◆ **EXERCISE DETAILS**
Every line with the string "seen" in it belongs in your answer, so copy them all from the data.

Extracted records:
------------------------------
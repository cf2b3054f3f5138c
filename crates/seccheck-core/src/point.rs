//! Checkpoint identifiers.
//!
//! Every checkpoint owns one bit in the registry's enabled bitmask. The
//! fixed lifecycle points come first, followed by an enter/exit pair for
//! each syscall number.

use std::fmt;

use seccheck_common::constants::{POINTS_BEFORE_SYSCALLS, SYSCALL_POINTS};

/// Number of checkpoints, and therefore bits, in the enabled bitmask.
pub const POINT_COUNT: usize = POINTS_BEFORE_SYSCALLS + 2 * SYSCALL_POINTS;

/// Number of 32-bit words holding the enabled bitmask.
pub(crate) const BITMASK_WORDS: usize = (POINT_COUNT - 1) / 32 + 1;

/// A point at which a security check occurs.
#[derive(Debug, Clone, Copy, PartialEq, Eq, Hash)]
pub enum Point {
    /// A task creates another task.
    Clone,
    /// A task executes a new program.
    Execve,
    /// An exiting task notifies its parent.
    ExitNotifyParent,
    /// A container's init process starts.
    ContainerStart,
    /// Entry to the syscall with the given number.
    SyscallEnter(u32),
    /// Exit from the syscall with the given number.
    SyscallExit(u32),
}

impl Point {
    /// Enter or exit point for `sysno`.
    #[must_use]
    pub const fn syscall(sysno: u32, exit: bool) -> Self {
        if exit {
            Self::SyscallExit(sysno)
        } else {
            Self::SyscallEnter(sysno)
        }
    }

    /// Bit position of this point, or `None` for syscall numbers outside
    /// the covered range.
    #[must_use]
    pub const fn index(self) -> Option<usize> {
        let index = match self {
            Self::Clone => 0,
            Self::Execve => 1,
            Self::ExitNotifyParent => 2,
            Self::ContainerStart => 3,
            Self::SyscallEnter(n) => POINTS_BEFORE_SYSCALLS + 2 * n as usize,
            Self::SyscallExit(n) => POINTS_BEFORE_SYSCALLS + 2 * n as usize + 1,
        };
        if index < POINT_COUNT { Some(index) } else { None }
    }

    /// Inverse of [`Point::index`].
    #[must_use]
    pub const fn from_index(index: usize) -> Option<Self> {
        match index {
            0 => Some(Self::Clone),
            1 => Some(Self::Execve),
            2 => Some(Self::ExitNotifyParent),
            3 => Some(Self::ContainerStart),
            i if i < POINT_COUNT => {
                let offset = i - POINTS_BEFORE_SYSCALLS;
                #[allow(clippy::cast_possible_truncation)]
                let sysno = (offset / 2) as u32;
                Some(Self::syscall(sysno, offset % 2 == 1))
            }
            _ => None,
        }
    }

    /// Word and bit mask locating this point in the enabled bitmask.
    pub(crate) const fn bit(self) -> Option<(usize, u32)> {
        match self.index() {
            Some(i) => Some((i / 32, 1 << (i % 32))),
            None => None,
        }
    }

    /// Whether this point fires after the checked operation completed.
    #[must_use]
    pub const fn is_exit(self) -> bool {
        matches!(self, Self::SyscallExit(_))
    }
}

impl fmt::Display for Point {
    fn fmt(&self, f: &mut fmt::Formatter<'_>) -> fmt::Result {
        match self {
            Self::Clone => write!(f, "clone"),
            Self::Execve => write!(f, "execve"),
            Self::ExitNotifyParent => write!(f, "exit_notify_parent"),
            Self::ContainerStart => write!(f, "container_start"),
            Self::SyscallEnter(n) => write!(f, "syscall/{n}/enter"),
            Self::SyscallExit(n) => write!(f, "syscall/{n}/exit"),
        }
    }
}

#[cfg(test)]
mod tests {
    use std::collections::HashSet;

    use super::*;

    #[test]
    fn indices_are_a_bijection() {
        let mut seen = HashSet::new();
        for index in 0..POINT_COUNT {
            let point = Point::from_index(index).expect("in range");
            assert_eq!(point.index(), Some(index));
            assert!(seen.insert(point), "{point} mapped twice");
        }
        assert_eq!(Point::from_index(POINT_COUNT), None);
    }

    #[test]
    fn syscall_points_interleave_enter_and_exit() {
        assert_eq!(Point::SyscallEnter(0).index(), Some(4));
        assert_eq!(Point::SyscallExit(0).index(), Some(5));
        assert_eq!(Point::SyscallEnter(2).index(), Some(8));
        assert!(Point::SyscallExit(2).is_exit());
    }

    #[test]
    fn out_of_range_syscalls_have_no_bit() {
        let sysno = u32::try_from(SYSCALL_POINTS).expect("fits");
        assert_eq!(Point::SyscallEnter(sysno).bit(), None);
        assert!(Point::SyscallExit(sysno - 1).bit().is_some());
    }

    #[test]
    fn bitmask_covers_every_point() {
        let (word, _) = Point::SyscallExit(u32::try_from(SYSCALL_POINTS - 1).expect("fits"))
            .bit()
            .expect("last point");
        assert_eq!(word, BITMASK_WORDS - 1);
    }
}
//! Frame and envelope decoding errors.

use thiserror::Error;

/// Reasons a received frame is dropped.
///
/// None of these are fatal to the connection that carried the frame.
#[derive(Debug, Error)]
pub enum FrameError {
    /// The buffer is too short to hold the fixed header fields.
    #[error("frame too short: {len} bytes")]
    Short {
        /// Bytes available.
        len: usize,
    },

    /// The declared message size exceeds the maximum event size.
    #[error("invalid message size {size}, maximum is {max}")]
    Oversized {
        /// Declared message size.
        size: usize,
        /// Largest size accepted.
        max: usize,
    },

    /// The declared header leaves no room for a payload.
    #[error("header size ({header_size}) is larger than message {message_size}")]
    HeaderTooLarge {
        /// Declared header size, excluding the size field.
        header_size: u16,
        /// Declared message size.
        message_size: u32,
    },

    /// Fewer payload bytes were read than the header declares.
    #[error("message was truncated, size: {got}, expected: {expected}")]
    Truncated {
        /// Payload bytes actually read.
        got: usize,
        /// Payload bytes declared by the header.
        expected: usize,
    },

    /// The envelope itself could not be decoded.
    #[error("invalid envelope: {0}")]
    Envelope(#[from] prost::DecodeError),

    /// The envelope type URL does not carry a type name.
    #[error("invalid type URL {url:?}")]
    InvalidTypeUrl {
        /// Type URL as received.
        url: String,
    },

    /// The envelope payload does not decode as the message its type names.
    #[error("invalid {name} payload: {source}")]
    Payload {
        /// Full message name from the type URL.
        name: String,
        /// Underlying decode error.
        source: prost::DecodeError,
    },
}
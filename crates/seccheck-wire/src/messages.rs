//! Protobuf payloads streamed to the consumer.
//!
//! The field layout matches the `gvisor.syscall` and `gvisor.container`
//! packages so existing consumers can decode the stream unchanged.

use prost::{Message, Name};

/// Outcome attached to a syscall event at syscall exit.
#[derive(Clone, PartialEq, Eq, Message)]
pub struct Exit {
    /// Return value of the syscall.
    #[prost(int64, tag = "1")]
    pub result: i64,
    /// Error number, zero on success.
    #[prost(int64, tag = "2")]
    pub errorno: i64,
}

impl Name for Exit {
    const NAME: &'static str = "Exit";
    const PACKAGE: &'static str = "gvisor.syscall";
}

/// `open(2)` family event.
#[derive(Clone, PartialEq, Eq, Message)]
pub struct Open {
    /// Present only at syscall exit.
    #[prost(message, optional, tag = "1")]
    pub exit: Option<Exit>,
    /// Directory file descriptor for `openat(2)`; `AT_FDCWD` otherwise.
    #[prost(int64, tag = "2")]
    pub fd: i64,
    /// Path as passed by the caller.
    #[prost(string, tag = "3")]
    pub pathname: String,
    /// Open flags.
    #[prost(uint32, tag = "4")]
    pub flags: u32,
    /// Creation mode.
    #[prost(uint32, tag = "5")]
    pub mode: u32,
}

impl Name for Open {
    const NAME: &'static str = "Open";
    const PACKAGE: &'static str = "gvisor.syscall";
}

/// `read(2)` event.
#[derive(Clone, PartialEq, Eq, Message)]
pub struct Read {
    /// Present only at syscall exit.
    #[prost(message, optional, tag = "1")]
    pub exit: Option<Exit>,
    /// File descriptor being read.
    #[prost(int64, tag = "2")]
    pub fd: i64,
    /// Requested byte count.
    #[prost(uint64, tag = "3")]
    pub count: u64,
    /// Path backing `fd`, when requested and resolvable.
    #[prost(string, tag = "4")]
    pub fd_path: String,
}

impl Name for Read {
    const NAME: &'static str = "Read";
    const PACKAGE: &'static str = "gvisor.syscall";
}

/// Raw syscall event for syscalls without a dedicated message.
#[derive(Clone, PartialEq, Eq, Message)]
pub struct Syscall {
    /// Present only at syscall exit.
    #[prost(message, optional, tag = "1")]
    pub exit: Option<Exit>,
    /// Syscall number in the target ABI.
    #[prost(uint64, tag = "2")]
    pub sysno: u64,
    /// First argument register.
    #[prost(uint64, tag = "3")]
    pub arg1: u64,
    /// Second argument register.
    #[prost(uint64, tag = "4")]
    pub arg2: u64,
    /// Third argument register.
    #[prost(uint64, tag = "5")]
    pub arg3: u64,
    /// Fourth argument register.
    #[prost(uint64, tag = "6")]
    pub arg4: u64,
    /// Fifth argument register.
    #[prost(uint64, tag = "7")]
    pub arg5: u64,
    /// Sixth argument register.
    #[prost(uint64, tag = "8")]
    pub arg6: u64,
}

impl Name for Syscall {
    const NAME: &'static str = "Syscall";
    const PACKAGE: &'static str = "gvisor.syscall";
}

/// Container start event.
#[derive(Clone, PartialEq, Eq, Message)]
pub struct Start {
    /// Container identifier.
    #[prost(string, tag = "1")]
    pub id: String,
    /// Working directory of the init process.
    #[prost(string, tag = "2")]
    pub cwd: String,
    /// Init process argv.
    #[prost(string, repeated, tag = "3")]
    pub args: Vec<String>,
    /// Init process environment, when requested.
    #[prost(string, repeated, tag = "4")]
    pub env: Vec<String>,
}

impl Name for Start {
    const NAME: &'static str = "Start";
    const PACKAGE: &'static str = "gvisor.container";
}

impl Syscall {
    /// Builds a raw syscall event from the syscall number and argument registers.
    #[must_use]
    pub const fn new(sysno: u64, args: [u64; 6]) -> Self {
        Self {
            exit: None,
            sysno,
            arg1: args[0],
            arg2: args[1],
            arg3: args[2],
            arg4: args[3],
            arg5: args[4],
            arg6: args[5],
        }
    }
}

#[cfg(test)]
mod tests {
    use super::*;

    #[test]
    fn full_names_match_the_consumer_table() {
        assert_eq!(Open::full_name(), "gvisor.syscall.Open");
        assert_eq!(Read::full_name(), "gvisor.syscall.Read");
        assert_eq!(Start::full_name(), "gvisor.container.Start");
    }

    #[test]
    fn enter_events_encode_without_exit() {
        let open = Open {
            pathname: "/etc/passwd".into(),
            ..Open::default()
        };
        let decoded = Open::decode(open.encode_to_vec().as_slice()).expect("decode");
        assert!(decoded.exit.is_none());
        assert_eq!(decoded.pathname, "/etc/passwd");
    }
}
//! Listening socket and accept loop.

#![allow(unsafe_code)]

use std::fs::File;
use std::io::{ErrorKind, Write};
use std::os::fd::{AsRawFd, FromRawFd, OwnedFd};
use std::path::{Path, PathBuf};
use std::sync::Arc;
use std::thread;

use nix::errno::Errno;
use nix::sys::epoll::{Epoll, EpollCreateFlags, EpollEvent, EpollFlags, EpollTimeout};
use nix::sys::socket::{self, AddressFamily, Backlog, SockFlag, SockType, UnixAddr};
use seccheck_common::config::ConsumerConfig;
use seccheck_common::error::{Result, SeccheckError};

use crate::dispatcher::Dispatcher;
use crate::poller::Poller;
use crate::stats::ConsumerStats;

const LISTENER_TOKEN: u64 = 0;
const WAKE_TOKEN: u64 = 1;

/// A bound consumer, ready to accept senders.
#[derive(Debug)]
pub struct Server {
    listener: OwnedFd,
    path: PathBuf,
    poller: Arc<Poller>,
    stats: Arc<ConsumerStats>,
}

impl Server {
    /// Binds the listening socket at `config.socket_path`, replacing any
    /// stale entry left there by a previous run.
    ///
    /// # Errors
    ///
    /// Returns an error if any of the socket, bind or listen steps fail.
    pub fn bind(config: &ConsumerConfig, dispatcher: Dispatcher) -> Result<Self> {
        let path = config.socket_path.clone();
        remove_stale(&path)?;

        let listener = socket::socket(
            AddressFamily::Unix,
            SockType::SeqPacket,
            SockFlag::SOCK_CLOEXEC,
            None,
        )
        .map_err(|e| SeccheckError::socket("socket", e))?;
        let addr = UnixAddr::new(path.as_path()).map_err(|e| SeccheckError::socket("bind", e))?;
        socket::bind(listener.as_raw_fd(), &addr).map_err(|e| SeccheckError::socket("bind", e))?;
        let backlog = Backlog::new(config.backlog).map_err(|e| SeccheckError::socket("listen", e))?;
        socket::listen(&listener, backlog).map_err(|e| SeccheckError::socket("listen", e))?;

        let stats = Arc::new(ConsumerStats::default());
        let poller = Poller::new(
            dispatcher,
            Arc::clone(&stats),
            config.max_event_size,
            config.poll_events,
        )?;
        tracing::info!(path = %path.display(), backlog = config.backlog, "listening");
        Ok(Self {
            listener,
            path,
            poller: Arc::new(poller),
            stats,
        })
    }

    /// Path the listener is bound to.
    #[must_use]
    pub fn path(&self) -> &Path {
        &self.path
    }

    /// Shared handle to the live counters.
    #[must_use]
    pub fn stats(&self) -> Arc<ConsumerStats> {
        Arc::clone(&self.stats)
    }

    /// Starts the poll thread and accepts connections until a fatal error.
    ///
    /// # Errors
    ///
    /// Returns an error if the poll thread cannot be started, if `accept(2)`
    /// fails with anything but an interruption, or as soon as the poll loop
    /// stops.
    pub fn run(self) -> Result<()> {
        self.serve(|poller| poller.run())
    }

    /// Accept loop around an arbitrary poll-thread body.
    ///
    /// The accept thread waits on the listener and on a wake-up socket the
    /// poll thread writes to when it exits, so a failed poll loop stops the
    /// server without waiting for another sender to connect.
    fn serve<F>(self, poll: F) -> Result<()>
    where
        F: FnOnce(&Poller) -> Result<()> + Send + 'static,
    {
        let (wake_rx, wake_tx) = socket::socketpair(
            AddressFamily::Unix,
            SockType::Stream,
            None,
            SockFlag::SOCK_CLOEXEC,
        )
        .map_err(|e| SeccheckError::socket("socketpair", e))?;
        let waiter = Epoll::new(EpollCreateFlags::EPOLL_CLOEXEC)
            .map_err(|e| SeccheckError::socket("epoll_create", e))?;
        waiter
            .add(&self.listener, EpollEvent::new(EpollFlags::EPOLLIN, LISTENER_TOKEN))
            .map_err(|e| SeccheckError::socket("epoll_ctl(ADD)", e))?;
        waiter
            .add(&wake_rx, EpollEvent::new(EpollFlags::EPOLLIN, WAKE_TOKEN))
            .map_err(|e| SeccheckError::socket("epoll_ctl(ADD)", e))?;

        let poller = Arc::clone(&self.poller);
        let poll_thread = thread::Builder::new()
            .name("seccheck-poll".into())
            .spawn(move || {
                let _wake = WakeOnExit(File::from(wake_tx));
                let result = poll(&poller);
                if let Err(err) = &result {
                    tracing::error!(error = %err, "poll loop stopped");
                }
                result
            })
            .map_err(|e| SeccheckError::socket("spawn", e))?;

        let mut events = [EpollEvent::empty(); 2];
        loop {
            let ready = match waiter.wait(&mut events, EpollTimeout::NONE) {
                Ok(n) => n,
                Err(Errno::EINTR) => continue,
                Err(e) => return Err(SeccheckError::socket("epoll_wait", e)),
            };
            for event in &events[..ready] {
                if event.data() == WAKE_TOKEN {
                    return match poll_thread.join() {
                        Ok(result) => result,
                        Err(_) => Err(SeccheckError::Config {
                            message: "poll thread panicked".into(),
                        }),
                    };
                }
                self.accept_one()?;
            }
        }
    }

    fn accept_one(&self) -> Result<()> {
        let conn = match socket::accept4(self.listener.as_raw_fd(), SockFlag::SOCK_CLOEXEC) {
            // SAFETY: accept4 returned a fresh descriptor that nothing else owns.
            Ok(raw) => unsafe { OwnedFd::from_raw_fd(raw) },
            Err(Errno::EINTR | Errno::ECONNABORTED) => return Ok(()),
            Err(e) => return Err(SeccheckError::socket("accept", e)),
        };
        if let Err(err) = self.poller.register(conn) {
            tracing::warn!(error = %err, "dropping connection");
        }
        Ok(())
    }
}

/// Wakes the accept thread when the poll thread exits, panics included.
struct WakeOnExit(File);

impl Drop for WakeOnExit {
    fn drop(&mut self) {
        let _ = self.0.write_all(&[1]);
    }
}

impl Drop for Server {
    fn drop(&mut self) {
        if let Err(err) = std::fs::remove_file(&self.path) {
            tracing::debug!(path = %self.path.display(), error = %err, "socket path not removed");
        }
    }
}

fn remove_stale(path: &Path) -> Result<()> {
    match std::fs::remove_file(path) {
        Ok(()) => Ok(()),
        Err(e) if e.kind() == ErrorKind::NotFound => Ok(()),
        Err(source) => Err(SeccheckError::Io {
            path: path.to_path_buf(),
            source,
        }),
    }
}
------------------------------
◆ **SOLUTION**
        let mut seen = HashSet::new();
            assert!(seen.insert(point), "{point} mapped twice");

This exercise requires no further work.